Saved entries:
//! Caller-supplied annotations that supplement auto-extraction.
//!
//! The command tree carries everything needed for flags, but some metadata
//! has no home in an argument-parsing framework: typed positional args,
//! stdin/stdout content descriptions, usage examples, and auth requirements.
//! [`DescribeOptions`] supplies those per command path; the merge semantics
//! are whole-field replacement, never a deep merge.

use std::collections::HashMap;

use crate::{ArgDescriptor, ArgType, AuthConfig, CommandAuth, Example, IODescriptor};

/// Per-command metadata overriding or supplementing auto-extraction.
///
/// Keyed in [`DescribeOptions::commands`] by the flattened command path
/// (e.g. `"db migrate"`, or [`ROOT_COMMAND`](crate::ROOT_COMMAND)).
///
/// # Examples
///
/// ```
/// use tool_describe_core::{ArgDescriptor, ArgType, CommandAnnotation};
///
/// let ann = CommandAnnotation::new()
///     .with_arg(ArgDescriptor {
///         name: "input".to_string(),
///         arg_type: ArgType::String,
///         required: true,
///         ..Default::default()
///     })
///     .with_arg_type("port", ArgType::Integer);
///
/// assert_eq!(ann.args.len(), 1);
/// assert_eq!(ann.arg_types.get("port"), Some(&ArgType::Integer));
/// ```
#[derive(Debug, Clone, Default)]
pub struct CommandAnnotation {
    /// Positional args; when non-empty, fully replaces usage-string inference.
    pub args: Vec<ArgDescriptor>,
    /// Flag name to type tag overrides.
    pub arg_types: HashMap<String, ArgType>,
    /// Standard input descriptor.
    pub stdin: Option<IODescriptor>,
    /// Standard output descriptor.
    pub stdout: Option<IODescriptor>,
    /// Usage examples.
    pub examples: Vec<Example>,
    /// Per-command auth requirements.
    pub auth: Option<CommandAuth>,
}

impl CommandAnnotation {
    /// Creates an empty annotation.
    pub fn new() -> Self {
        Self::default()
    }

    /// Appends a positional argument descriptor.
    pub fn with_arg(mut self, arg: ArgDescriptor) -> Self {
        self.args.push(arg);
        self
    }

    /// Overrides the type tag of a single flag.
    pub fn with_arg_type(mut self, flag_name: &str, arg_type: ArgType) -> Self {
        self.arg_types.insert(flag_name.to_string(), arg_type);
        self
    }

    /// Sets the stdin descriptor.
    pub fn with_stdin(mut self, stdin: IODescriptor) -> Self {
        self.stdin = Some(stdin);
        self
    }

    /// Sets the stdout descriptor.
    pub fn with_stdout(mut self, stdout: IODescriptor) -> Self {
        self.stdout = Some(stdout);
        self
    }

    /// Appends a usage example.
    pub fn with_example(mut self, example: Example) -> Self {
        self.examples.push(example);
        self
    }

    /// Sets the per-command auth requirements.
    pub fn with_auth(mut self, auth: CommandAuth) -> Self {
        self.auth = Some(auth);
        self
    }
}

/// Tool-level describe metadata supplied by the caller.
///
/// # Examples
///
/// ```
/// use tool_describe_core::{CommandAnnotation, DescribeOptions};
///
/// let opts = DescribeOptions::new()
///     .with_command("convert", CommandAnnotation::new());
/// assert!(opts.commands.contains_key("convert"));
/// ```
#[derive(Debug, Clone, Default)]
pub struct DescribeOptions {
    /// Annotations keyed by flattened command path.
    pub commands: HashMap<String, CommandAnnotation>,
    /// Tool-level auth, attached to the schema verbatim.
    pub auth: Option<AuthConfig>,
}

impl DescribeOptions {
    /// Creates empty options.
    pub fn new() -> Self {
        Self::default()
    }

    /// Registers an annotation for a command path.
    pub fn with_command(mut self, path: &str, annotation: CommandAnnotation) -> Self {
        self.commands.insert(path.to_string(), annotation);
        self
    }

    /// Sets the tool-level auth config.
    pub fn with_auth(mut self, auth: AuthConfig) -> Self {
        self.auth = Some(auth);
        self
    }

    /// Looks up the annotation for a command path.
    pub fn annotation(&self, path: &str) -> Option<&CommandAnnotation> {
        self.commands.get(path)
    }
}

## WORK TASK:
In the records above, how many lines hold the string "Appends"? Only the number should be given.

## ANSWER TO THE EXERCISE:
2